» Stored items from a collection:

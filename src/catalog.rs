//! Collaborator interfaces for the player and the music catalog.
//!
//! The recommendation pipeline only talks to these traits.  The BluOS client
//! in [`crate::bluos`] implements both; tests substitute in-memory fakes.

use std::error::Error;
use std::fmt;

use serde::{Deserialize, Serialize};

/// The track currently playing on the device.
#[derive(Debug, Clone, Default, PartialEq)]
pub struct TrackMetadata {
    pub artist: String,
    pub album: String,
    pub title: String,
    /// Position of the song in the play queue
    pub song_id: Option<u32>,
    /// Seconds played
    pub secs: Option<u32>,
    /// Total length in seconds
    pub totlen: Option<u32>,
}

impl TrackMetadata {
    pub fn new(artist: &str, album: &str) -> Self {
        TrackMetadata {
            artist: artist.to_string(),
            album: album.to_string(),
            ..Default::default()
        }
    }
}

/// An album as reported by the catalog search.
///
/// Every field is kept as the raw string the service returned; the id is
/// only interpreted when a match is turned into a [`crate::artist_match::MatchResult`].
#[derive(Debug, Clone, Default, PartialEq, Eq, Serialize, Deserialize)]
pub struct CatalogRecord {
    pub id: String,
    pub artist: String,
    pub title: String,
    #[serde(default)]
    pub date: String,
    #[serde(default)]
    pub tracks: String,
}

impl CatalogRecord {
    pub fn new(id: &str, artist: &str, title: &str, date: &str, tracks: &str) -> Self {
        CatalogRecord {
            id: id.to_string(),
            artist: artist.to_string(),
            title: title.to_string(),
            date: date.to_string(),
            tracks: tracks.to_string(),
        }
    }
}

impl fmt::Display for CatalogRecord {
    fn fmt(&self, f: &mut fmt::Formatter<'_>) -> fmt::Result {
        write!(f, "{} - {}", self.artist, self.title)
    }
}

/// An artist as reported by the catalog search.
#[derive(Debug, Clone, Default, PartialEq, Eq, Serialize, Deserialize)]
pub struct ArtistRecord {
    pub id: String,
    pub name: String,
}

/// Free-text search against the subscription catalog.
pub trait CatalogSearch {
    /// Search albums.  No results is an empty list, not an error.
    fn search_albums(&self, query: &str) -> Result<Vec<CatalogRecord>, Box<dyn Error>>;

    /// Search artists.  An empty query lists the user's favourite artists.
    fn search_artists(&self, query: &str) -> Result<Vec<ArtistRecord>, Box<dyn Error>>;

    /// All albums of one artist.  Backends without artist browsing return nothing.
    fn artist_albums(&self, _artist_id: &str) -> Result<Vec<CatalogRecord>, Box<dyn Error>> {
        Ok(Vec::new())
    }
}

impl<T: CatalogSearch + ?Sized> CatalogSearch for &T {
    fn search_albums(&self, query: &str) -> Result<Vec<CatalogRecord>, Box<dyn Error>> {
        (**self).search_albums(query)
    }

    fn search_artists(&self, query: &str) -> Result<Vec<ArtistRecord>, Box<dyn Error>> {
        (**self).search_artists(query)
    }

    fn artist_albums(&self, artist_id: &str) -> Result<Vec<CatalogRecord>, Box<dyn Error>> {
        (**self).artist_albums(artist_id)
    }
}

/// Playback and queue control on the device.
pub trait Playback {
    fn current_track(&self) -> Result<TrackMetadata, Box<dyn Error>>;

    /// Append a catalog album to the end of the play queue.
    fn enqueue_album(&self, album_id: u64) -> Result<(), Box<dyn Error>>;
}
//! Resolving a recommendation to a catalog album with fallback queries.
//!
//! A recommendation is searched with a fixed chain of queries, stopping at
//! the first one that returns any candidates:
//!
//! 1. **Basic** – `"{artist} {album}"`
//! 2. **Album only** – `"{album}"`, for when the model spells the artist
//!    differently from the catalog
//! 3. **Artist variations** – `"{variant} {album}"` for each spelling of the
//!    artist with periods removed, periods turned into spaces, and spaces
//!    removed (spellings identical to the original are skipped)
//!
//! The candidates of the winning query are ranked by
//! [`crate::artist_match::select_best`].

use tracing::debug;

use crate::artist_match::{self, MatchResult};
use crate::catalog::CatalogSearch;
use crate::recommendation::Recommendation;

/// Failure while resolving one recommendation.
#[derive(Debug, thiserror::Error)]
pub enum SearchError {
    /// The catalog search itself failed.
    #[error("Error searching for {artist} - {album}: {cause}")]
    Catalog {
        artist: String,
        album: String,
        cause: String,
    },

    /// The chosen catalog record carries an id that is not a number.
    #[error("Catalog returned a non-numeric album id: {0:?}")]
    InvalidId(String),
}

/// One step of the fallback chain.
#[derive(Debug, Clone, Copy, PartialEq, Eq)]
pub enum Strategy {
    Basic,
    AlbumOnly,
    ArtistVariations,
}

impl Strategy {
    /// All strategies in the order they are tried.
    pub const ALL: [Strategy; 3] = [Strategy::Basic, Strategy::AlbumOnly, Strategy::ArtistVariations];

    pub fn name(&self) -> &'static str {
        match self {
            Strategy::Basic => "artist + album",
            Strategy::AlbumOnly => "album only",
            Strategy::ArtistVariations => "artist variations",
        }
    }

    /// Queries this strategy issues for `query`, in order.
    pub fn queries<'q>(&self, query: &'q SearchQuery) -> Box<dyn Iterator<Item = String> + 'q> {
        match self {
            Strategy::Basic => Box::new(std::iter::once(query.combined())),
            Strategy::AlbumOnly => Box::new(std::iter::once(query.album_only())),
            Strategy::ArtistVariations => Box::new(
                query
                    .artist_variants()
                    .map(move |variant| format!("{} {}", variant, query.album)),
            ),
        }
    }
}

/// The query material derived from one recommendation.
#[derive(Debug, Clone, PartialEq, Eq)]
pub struct SearchQuery {
    pub artist: String,
    pub album: String,
}

impl SearchQuery {
    pub fn new(recommendation: &Recommendation) -> Self {
        SearchQuery {
            artist: recommendation.artist.clone(),
            album: recommendation.album.clone(),
        }
    }

    pub fn combined(&self) -> String {
        format!("{} {}", self.artist, self.album)
    }

    pub fn album_only(&self) -> String {
        self.album.clone()
    }

    /// Alternative spellings of the artist, generated on demand.
    ///
    /// Spellings equal to the original artist string are skipped so that no
    /// query is sent twice.
    pub fn artist_variants(&self) -> impl Iterator<Item = String> + '_ {
        let transforms: [fn(&str) -> String; 3] = [
            |a| a.replace('.', ""),
            |a| a.replace('.', " "),
            |a| a.replace(' ', ""),
        ];
        transforms
            .into_iter()
            .map(move |transform| transform(&self.artist))
            .filter(move |variant| *variant != self.artist)
    }
}

/// Looks up recommendations in the catalog.
pub struct AlbumSearchService<'a> {
    catalog: &'a dyn CatalogSearch,
}

impl<'a> AlbumSearchService<'a> {
    pub fn new(catalog: &'a dyn CatalogSearch) -> Self {
        AlbumSearchService { catalog }
    }

    /// Resolve a recommendation to the best catalog album.
    ///
    /// `Ok(None)` means every strategy came back empty.
    pub fn find_best_match(
        &self,
        recommendation: &Recommendation,
    ) -> Result<Option<MatchResult>, SearchError> {
        let query = SearchQuery::new(recommendation);

        for strategy in Strategy::ALL {
            for search_query in strategy.queries(&query) {
                debug!(strategy = strategy.name(), "find_best_match search_query: {}", search_query);

                let candidates = self.catalog.search_albums(&search_query).map_err(|e| {
                    SearchError::Catalog {
                        artist: recommendation.artist.clone(),
                        album: recommendation.album.clone(),
                        cause: e.to_string(),
                    }
                })?;

                if candidates.is_empty() {
                    continue;
                }

                debug!(
                    "{} candidate(s) for {:?} via {}",
                    candidates.len(),
                    search_query,
                    strategy.name()
                );

                // Non-empty, so a candidate is always selected.
                return match artist_match::select_best(&candidates, &recommendation.artist) {
                    Some(best) => MatchResult::from_record(best).map(Some),
                    None => Ok(None),
                };
            }
        }

        debug!("no catalog match for {}", recommendation);
        Ok(None)
    }
}
//! Picking the catalog album whose artist best matches a recommendation.
//!
//! The model and the catalog rarely spell an artist the same way
//! ("A.R. Kane" vs "A. R. Kane", "Magnetic Fields" vs "The Magnetic Fields"),
//! so candidates are compared in three passes of decreasing strictness:
//!
//! 1. case-insensitive equality
//! 2. case-insensitive containment, in either direction
//! 3. equality after removing periods and spaces
//!
//! The first candidate that satisfies a pass wins.  When none does, the
//! catalog's own ranking is trusted and the first candidate is used.

use crate::album_search::SearchError;
use crate::catalog::CatalogRecord;

/// A catalog album chosen for a recommendation.
#[derive(Debug, Clone, PartialEq, Eq)]
pub struct MatchResult {
    pub id: u64,
    pub artist: String,
    pub title: String,
    pub date: String,
    pub tracks: String,
    pub found: bool,
}

impl MatchResult {
    /// Build a result from a catalog record.  The record id must be numeric.
    pub fn from_record(record: &CatalogRecord) -> Result<Self, SearchError> {
        let id = record
            .id
            .trim()
            .parse::<u64>()
            .map_err(|_| SearchError::InvalidId(record.id.clone()))?;

        Ok(MatchResult {
            id,
            artist: record.artist.clone(),
            title: record.title.clone(),
            date: record.date.clone(),
            tracks: record.tracks.clone(),
            found: true,
        })
    }
}

/// Lowercase and drop periods and spaces: "A. R. Kane" -> "arkane".
pub fn normalize_artist(name: &str) -> String {
    name.to_lowercase()
        .chars()
        .filter(|c| *c != '.' && *c != ' ')
        .collect()
}

/// Run the three matching passes; `None` when no candidate satisfies any of them.
pub fn find_artist_match<'a>(
    candidates: &'a [CatalogRecord],
    target_artist: &str,
) -> Option<&'a CatalogRecord> {
    let target_lower = target_artist.to_lowercase();

    if let Some(exact) = candidates
        .iter()
        .find(|c| c.artist.to_lowercase() == target_lower)
    {
        return Some(exact);
    }

    if let Some(partial) = candidates.iter().find(|c| {
        let artist_lower = c.artist.to_lowercase();
        target_lower.contains(&artist_lower) || artist_lower.contains(&target_lower)
    }) {
        return Some(partial);
    }

    let target_normalized = normalize_artist(target_artist);
    candidates
        .iter()
        .find(|c| normalize_artist(&c.artist) == target_normalized)
}

/// Best candidate for `target_artist`, falling back to the first candidate.
/// Only an empty list yields `None`.
pub fn select_best<'a>(
    candidates: &'a [CatalogRecord],
    target_artist: &str,
) -> Option<&'a CatalogRecord> {
    find_artist_match(candidates, target_artist).or_else(|| candidates.first())
}

#[cfg(test)]
mod tests {
    use super::*;

    fn sample_albums() -> Vec<CatalogRecord> {
        vec![
            CatalogRecord::new("305664133", "A. R. Kane", "69", "1988-01-01", "10"),
            CatalogRecord::new("37267701", "The Magnetic Fields", "69 Love Songs", "1999-09-07", "69"),
            CatalogRecord::new("108681532", "Wilson Tanner", "69", "2016-04-01", "8"),
        ]
    }

    #[test]
    fn test_exact_match_ignores_case() {
        let albums = sample_albums();
        let best = find_artist_match(&albums, "a. r. kane").unwrap();
        assert_eq!(best.artist, "A. R. Kane");
        assert_eq!(best.title, "69");
    }

    #[test]
    fn test_exact_match_beats_earlier_partial_match() {
        let albums = vec![
            CatalogRecord::new("1", "Slowdive Tribute Band", "Souvlaki", "", ""),
            CatalogRecord::new("2", "Slowdive", "Souvlaki", "", ""),
        ];
        assert_eq!(select_best(&albums, "slowdive").unwrap().id, "2");
    }

    #[test]
    fn test_partial_match() {
        let albums = sample_albums();
        let best = find_artist_match(&albums, "Magnetic Fields").unwrap();
        assert_eq!(best.artist, "The Magnetic Fields");
        assert_eq!(best.title, "69 Love Songs");
    }

    #[test]
    fn test_normalized_match() {
        let albums = sample_albums();
        let best = find_artist_match(&albums, "A.R. Kane").unwrap();
        assert_eq!(best.artist, "A. R. Kane");

        let best = find_artist_match(&albums, "ARKane").unwrap();
        assert_eq!(best.artist, "A. R. Kane");
    }

    #[test]
    fn test_normalized_match_is_not_first_result_fallback() {
        let albums = vec![
            CatalogRecord::new("37267701", "The Magnetic Fields", "69 Love Songs", "", ""),
            CatalogRecord::new("305664133", "A. R. Kane", "69", "", ""),
        ];
        let best = select_best(&albums, "A.R. Kane").unwrap();
        assert_eq!(best.artist, "A. R. Kane");
    }

    #[test]
    fn test_no_match() {
        let albums = sample_albums();
        assert!(find_artist_match(&albums, "Nonexistent Artist").is_none());
    }

    #[test]
    fn test_fallback_to_first_candidate() {
        let albums = sample_albums();
        let best = select_best(&albums, "Nonexistent Artist").unwrap();
        assert_eq!(best, &albums[0]);
    }

    #[test]
    fn test_empty_candidates() {
        assert!(find_artist_match(&[], "Any Artist").is_none());
        assert!(select_best(&[], "Any Artist").is_none());
    }

    #[test]
    fn test_normalize_artist() {
        assert_eq!(normalize_artist("A. R. Kane"), "arkane");
        assert_eq!(normalize_artist("A.R. Kane"), "arkane");
        assert_eq!(normalize_artist("R.E.M."), "rem");
    }

    #[test]
    fn test_match_result_from_record() {
        let record = CatalogRecord::new("305664133", "A. R. Kane", "69", "1988-01-01", "10");
        let result = MatchResult::from_record(&record).unwrap();
        assert_eq!(result.id, 305664133);
        assert_eq!(result.artist, "A. R. Kane");
        assert_eq!(result.title, "69");
        assert_eq!(result.date, "1988-01-01");
        assert_eq!(result.tracks, "10");
        assert!(result.found);
    }

    #[test]
    fn test_match_result_rejects_non_numeric_id() {
        let record = CatalogRecord::new("album:42", "Artist", "Title", "", "");
        match MatchResult::from_record(&record) {
            Err(SearchError::InvalidId(id)) => assert_eq!(id, "album:42"),
            other => panic!("expected InvalidId, got {:?}", other),
        }
    }
}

» TASK STATEMENT:
Read the data above and pull out each line that holds the string "Songs".

» ANSWER SPACE:
            CatalogRecord::new("37267701", "The Magnetic Fields", "69 Love Songs", "1999-09-07", "69"),
        assert_eq!(best.title, "69 Love Songs");
            CatalogRecord::new("37267701", "The Magnetic Fields", "69 Love Songs", "", ""),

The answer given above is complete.